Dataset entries
════
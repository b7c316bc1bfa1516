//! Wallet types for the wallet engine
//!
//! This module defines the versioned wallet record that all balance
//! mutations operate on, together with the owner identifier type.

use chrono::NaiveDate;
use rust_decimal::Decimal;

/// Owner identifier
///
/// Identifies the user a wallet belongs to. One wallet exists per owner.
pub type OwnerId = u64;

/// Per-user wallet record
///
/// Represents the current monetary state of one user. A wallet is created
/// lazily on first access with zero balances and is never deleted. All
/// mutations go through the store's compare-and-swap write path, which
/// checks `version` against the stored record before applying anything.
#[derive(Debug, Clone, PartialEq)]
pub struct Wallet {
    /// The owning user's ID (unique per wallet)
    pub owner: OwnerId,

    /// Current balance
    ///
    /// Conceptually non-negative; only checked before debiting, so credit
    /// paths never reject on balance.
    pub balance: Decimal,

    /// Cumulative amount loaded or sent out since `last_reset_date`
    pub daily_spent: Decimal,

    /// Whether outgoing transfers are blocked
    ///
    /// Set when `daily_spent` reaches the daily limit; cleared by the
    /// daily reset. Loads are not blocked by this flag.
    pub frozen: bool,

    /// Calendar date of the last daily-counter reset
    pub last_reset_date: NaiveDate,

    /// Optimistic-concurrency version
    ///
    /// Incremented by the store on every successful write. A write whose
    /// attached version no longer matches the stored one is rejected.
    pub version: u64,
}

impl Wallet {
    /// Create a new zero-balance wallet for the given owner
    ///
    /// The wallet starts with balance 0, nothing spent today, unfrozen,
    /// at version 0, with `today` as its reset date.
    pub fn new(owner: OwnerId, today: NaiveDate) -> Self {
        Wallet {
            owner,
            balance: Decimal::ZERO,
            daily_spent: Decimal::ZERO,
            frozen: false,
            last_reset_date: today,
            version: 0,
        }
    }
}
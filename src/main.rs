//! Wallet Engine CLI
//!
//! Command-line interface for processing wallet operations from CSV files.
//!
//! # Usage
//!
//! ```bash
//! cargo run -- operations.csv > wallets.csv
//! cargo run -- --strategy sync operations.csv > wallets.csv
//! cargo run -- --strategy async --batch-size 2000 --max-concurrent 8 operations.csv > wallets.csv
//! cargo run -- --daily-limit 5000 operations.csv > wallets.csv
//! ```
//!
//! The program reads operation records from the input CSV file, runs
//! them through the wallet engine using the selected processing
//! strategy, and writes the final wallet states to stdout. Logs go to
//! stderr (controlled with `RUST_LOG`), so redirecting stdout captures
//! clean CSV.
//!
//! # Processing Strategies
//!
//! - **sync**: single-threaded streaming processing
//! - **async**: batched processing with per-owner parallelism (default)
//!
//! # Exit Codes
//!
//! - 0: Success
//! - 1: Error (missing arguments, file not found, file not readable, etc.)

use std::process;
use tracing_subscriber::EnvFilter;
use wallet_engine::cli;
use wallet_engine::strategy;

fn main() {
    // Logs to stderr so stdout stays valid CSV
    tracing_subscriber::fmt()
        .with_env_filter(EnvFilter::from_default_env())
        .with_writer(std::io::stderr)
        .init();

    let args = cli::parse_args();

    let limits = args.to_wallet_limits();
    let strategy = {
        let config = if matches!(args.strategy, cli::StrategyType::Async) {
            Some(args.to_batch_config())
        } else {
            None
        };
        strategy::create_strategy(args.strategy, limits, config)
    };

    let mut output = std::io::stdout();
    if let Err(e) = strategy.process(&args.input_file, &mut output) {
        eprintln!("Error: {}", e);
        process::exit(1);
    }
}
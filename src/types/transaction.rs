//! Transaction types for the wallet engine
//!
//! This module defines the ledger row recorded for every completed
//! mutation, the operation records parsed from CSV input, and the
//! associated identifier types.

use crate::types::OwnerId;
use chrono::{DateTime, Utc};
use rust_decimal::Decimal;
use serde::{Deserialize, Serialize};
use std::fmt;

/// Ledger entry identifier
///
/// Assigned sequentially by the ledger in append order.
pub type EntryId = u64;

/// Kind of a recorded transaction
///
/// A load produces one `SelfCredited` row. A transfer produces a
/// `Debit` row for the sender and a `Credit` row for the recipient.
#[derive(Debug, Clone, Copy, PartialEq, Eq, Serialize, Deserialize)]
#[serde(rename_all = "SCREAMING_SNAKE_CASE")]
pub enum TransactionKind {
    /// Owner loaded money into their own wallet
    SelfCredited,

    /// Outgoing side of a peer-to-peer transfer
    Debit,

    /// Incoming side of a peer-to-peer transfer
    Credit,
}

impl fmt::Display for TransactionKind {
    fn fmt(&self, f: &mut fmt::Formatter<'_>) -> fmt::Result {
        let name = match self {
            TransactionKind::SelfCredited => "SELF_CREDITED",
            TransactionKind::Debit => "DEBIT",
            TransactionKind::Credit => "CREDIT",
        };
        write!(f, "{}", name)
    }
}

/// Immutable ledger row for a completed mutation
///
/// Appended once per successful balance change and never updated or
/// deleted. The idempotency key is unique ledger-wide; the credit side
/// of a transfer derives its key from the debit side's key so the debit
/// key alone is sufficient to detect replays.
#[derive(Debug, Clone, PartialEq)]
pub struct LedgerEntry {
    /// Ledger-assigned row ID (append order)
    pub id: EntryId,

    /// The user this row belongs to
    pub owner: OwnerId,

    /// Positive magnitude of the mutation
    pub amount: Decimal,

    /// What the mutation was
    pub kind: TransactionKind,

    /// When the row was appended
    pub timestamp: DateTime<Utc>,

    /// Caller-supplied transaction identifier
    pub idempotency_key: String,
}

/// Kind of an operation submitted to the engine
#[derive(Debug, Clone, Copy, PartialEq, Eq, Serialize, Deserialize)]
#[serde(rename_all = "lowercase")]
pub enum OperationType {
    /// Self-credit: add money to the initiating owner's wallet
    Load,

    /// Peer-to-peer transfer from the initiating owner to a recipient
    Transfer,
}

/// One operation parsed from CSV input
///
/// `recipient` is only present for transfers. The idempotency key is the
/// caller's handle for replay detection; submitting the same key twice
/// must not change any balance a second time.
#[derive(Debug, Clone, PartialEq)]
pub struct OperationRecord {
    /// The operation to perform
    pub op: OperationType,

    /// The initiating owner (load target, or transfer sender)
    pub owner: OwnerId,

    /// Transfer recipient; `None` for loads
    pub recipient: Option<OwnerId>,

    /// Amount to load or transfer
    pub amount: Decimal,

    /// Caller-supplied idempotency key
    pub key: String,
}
════
_Assigned task_
In the data above, each line holding "filename" is to be found and copied.

_Exercise response_
filename src/main.rs
filename src/types/transaction.rs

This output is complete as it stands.